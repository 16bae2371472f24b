#![allow(dead_code)]

use std::collections::HashMap;
use std::path::Path;
use std::sync::atomic::{AtomicUsize, Ordering};

use image::{DynamicImage, ImageFormat, Rgb, RgbImage};
use rollcall::config::Config;
use rollcall::{FaceExtractor, FaceRecord};

/// Extractor keyed on the red channel of the top-left pixel.
///
/// Unknown tags yield no faces. The tag `255` simulates a model failure.
#[derive(Default)]
pub struct FakeExtractor {
    faces: HashMap<u8, Vec<Vec<f32>>>,
    calls: AtomicUsize,
}

pub const FAILING_TAG: u8 = 255;

impl FakeExtractor {
    pub fn new() -> Self {
        Self::default()
    }

    pub fn with(mut self, tag: u8, faces: &[&[f32]]) -> Self {
        self.faces
            .insert(tag, faces.iter().map(|f| f.to_vec()).collect());
        self
    }

    pub fn calls(&self) -> usize {
        self.calls.load(Ordering::SeqCst)
    }
}

impl FaceExtractor for FakeExtractor {
    fn extract_faces(&self, image: &DynamicImage) -> anyhow::Result<Vec<FaceRecord>> {
        self.calls.fetch_add(1, Ordering::SeqCst);
        let tag = image.to_rgb8().get_pixel(0, 0)[0];
        if tag == FAILING_TAG {
            anyhow::bail!("inference failed");
        }
        Ok(self
            .faces
            .get(&tag)
            .map(|faces| faces.iter().cloned().map(FaceRecord::from_embedding).collect())
            .unwrap_or_default())
    }
}

/// A small PNG whose pixels carry `tag` in the red channel.
pub fn png(tag: u8) -> Vec<u8> {
    let img = DynamicImage::ImageRgb8(RgbImage::from_pixel(4, 4, Rgb([tag, 0, 0])));
    let mut buf = std::io::Cursor::new(Vec::new());
    img.write_to(&mut buf, ImageFormat::Png).unwrap();
    buf.into_inner()
}

pub fn write_reference(dir: &Path, name: &str, tag: u8) {
    let path = dir.join(name);
    if let Some(parent) = path.parent() {
        std::fs::create_dir_all(parent).unwrap();
    }
    std::fs::write(path, png(tag)).unwrap();
}

pub fn config_for(references: &Path) -> Config {
    let mut cfg = Config::default();
    cfg.gallery.references_dir = references.to_path_buf();
    cfg
}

§ What the task requires:
Beginning with the line that contains "let mut buf", set down every line through the end of the data without change.

§ Solution to the problem:
    let mut buf = std::io::Cursor::new(Vec::new());
    img.write_to(&mut buf, ImageFormat::Png).unwrap();
    buf.into_inner()
}

pub fn write_reference(dir: &Path, name: &str, tag: u8) {
    let path = dir.join(name);
    if let Some(parent) = path.parent() {
        std::fs::create_dir_all(parent).unwrap();
    }
    std::fs::write(path, png(tag)).unwrap();
}

pub fn config_for(references: &Path) -> Config {
    let mut cfg = Config::default();
    cfg.gallery.references_dir = references.to_path_buf();
    cfg
}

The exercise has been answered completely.